◆ Material for the task ◆
┄┄┄┄┄┄

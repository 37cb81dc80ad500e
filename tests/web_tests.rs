//! API tests driving the router in-process.

use std::net::SocketAddr;

use axum::body::Body;
use axum::extract::ConnectInfo;
use axum::http::{Method, Request, StatusCode};
use axum::Router;
use recipe_finder::web::server::create_router;
use recipe_finder::{MatchingConfig, RecipeCorpus};
use tower::ServiceExt;

fn app() -> Router {
    let corpus = RecipeCorpus::load_embedded().unwrap();
    create_router(corpus, MatchingConfig::default()).unwrap()
}

/// Send a request as if from a local client and decode the JSON body
async fn send(
    app: &Router,
    method: Method,
    uri: &str,
    body: Option<serde_json::Value>,
) -> (StatusCode, serde_json::Value) {
    let builder = Request::builder().method(method).uri(uri);
    let mut request = match body {
        Some(json) => builder
            .header("content-type", "application/json")
            .body(Body::from(json.to_string()))
            .unwrap(),
        None => builder.body(Body::empty()).unwrap(),
    };
    request
        .extensions_mut()
        .insert(ConnectInfo(SocketAddr::from(([127, 0, 0, 1], 40_000))));

    let response = app.clone().oneshot(request).await.unwrap();
    let status = response.status();
    let bytes = axum::body::to_bytes(response.into_body(), usize::MAX)
        .await
        .unwrap();
    let json = if bytes.is_empty() {
        serde_json::Value::Null
    } else {
        serde_json::from_slice(&bytes).unwrap()
    };
    (status, json)
}

async fn new_session(app: &Router) -> String {
    let (status, json) = send(app, Method::POST, "/api/sessions", None).await;
    assert_eq!(status, StatusCode::CREATED);
    json["session_id"].as_str().unwrap().to_string()
}

#[tokio::test]
async fn test_health_and_corpus() {
    let app = app();

    let (status, json) = send(&app, Method::GET, "/api/health", None).await;
    assert_eq!(status, StatusCode::OK);
    assert_eq!(json["status"], "ok");
    assert_eq!(json["recipes"], 20);

    let (status, json) = send(&app, Method::GET, "/api/corpus", None).await;
    assert_eq!(status, StatusCode::OK);
    assert!(json["recipes"]
        .as_array()
        .unwrap()
        .iter()
        .any(|name| name == "Veggie Stew"));
}

#[tokio::test]
async fn test_find_then_recipe() {
    let app = app();
    let id = new_session(&app).await;

    let (status, _) = send(&app, Method::GET, &format!("/api/sessions/{id}/recipe"), None).await;
    assert_eq!(status, StatusCode::NOT_FOUND);

    let (status, json) = send(
        &app,
        Method::POST,
        &format!("/api/sessions/{id}/find"),
        Some(serde_json::json!({"name": "chicken noodle soup", "restriction": "vegetarian"})),
    )
    .await;
    assert_eq!(status, StatusCode::OK);
    assert_eq!(json["name"], "Chicken Noodle Soup (Vegetarian)");

    let (status, json) = send(&app, Method::GET, &format!("/api/sessions/{id}/recipe"), None).await;
    assert_eq!(status, StatusCode::OK);
    assert_eq!(json["name"], "Chicken Noodle Soup (Vegetarian)");
    assert!(!json["steps"].as_array().unwrap().is_empty());
}

#[tokio::test]
async fn test_match_errors_are_structured() {
    let app = app();
    let id = new_session(&app).await;

    let (status, json) = send(
        &app,
        Method::POST,
        &format!("/api/sessions/{id}/find"),
        Some(serde_json::json!({"name": "pancakes", "restriction": "vegan"})),
    )
    .await;
    assert_eq!(status, StatusCode::CONFLICT);
    assert_eq!(json["error_type"], "restriction_conflict");
    assert!(json["details"].is_null());

    let (status, json) = send(
        &app,
        Method::POST,
        &format!("/api/sessions/{id}/suggest"),
        Some(serde_json::json!({"ingredients": "pasta, bread", "restriction": "gluten-free"})),
    )
    .await;
    assert_eq!(status, StatusCode::UNPROCESSABLE_ENTITY);
    assert_eq!(json["error_type"], "all_ingredients_excluded");
}

#[tokio::test]
async fn test_sessions_are_isolated() {
    let app = app();
    let first = new_session(&app).await;
    let second = new_session(&app).await;
    assert_ne!(first, second);

    let (status, json) = send(
        &app,
        Method::POST,
        &format!("/api/sessions/{first}/suggest"),
        Some(serde_json::json!({"ingredients": "tomato, basil, garlic"})),
    )
    .await;
    assert_eq!(status, StatusCode::OK);
    let top = json["suggestions"][0]["name"].as_str().unwrap().to_string();

    // the ordinal refers to the first session's suggestions only
    let (status, json) = send(
        &app,
        Method::POST,
        &format!("/api/sessions/{first}/find"),
        Some(serde_json::json!({"name": "1"})),
    )
    .await;
    assert_eq!(status, StatusCode::OK);
    assert_eq!(json["name"], top.as_str());

    let (status, json) = send(
        &app,
        Method::POST,
        &format!("/api/sessions/{second}/find"),
        Some(serde_json::json!({"name": "1"})),
    )
    .await;
    assert_eq!(status, StatusCode::NOT_FOUND);
    assert_eq!(json["error_type"], "not_found");

    let (status, _) = send(&app, Method::GET, &format!("/api/sessions/{second}/recipe"), None).await;
    assert_eq!(status, StatusCode::NOT_FOUND);
}

#[tokio::test]
async fn test_suggest_reports_excluded_ingredients() {
    let app = app();
    let id = new_session(&app).await;

    let (status, json) = send(
        &app,
        Method::POST,
        &format!("/api/sessions/{id}/suggest"),
        Some(serde_json::json!({"ingredients": "tomato, basil, pasta", "restriction": "gluten-free"})),
    )
    .await;
    assert_eq!(status, StatusCode::OK);
    assert_eq!(json["excluded"], serde_json::json!(["pasta"]));
    let names: Vec<&str> = json["suggestions"]
        .as_array()
        .unwrap()
        .iter()
        .map(|s| s["name"].as_str().unwrap())
        .collect();
    assert!(names.contains(&"Caprese Salad"));
    assert!(!names.contains(&"Tomato Basil Pasta"));
}

#[tokio::test]
async fn test_unknown_and_deleted_sessions() {
    let app = app();

    let (status, json) = send(
        &app,
        Method::POST,
        "/api/sessions/not-a-uuid/find",
        Some(serde_json::json!({"name": "pancakes"})),
    )
    .await;
    assert_eq!(status, StatusCode::NOT_FOUND);
    assert_eq!(json["error_type"], "session_not_found");

    let id = new_session(&app).await;
    let (status, _) = send(&app, Method::DELETE, &format!("/api/sessions/{id}"), None).await;
    assert_eq!(status, StatusCode::NO_CONTENT);

    let (status, _) = send(&app, Method::DELETE, &format!("/api/sessions/{id}"), None).await;
    assert_eq!(status, StatusCode::NOT_FOUND);

    let (status, _) = send(
        &app,
        Method::POST,
        &format!("/api/sessions/{id}/find"),
        Some(serde_json::json!({"name": "pancakes"})),
    )
    .await;
    assert_eq!(status, StatusCode::NOT_FOUND);
}

#[tokio::test]
async fn test_control_characters_rejected() {
    let app = app();
    let id = new_session(&app).await;

    let (status, json) = send(
        &app,
        Method::POST,
        &format!("/api/sessions/{id}/find"),
        Some(serde_json::json!({"name": "pan\u{0000}cakes"})),
    )
    .await;
    assert_eq!(status, StatusCode::BAD_REQUEST);
    assert_eq!(json["error_type"], "invalid_input");
}

#[tokio::test]
async fn test_security_headers() {
    let app = app();
    let mut request = Request::builder()
        .uri("/api/health")
        .body(Body::empty())
        .unwrap();
    request
        .extensions_mut()
        .insert(ConnectInfo(SocketAddr::from(([127, 0, 0, 1], 40_001))));

    let response = app.oneshot(request).await.unwrap();
    let headers = response.headers();
    assert_eq!(headers["x-content-type-options"], "nosniff");
    assert_eq!(headers["x-frame-options"], "DENY");
}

┄┄┄┄┄┄

◆ Task details ◆
Search the records for the word "async", then list every line that has it.

◆ Solved exercise ◆
async fn send(
async fn new_session(app: &Router) -> String {
async fn test_health_and_corpus() {
async fn test_find_then_recipe() {
async fn test_match_errors_are_structured() {
async fn test_sessions_are_isolated() {
async fn test_suggest_reports_excluded_ingredients() {
async fn test_unknown_and_deleted_sessions() {
async fn test_control_characters_rejected() {
async fn test_security_headers() {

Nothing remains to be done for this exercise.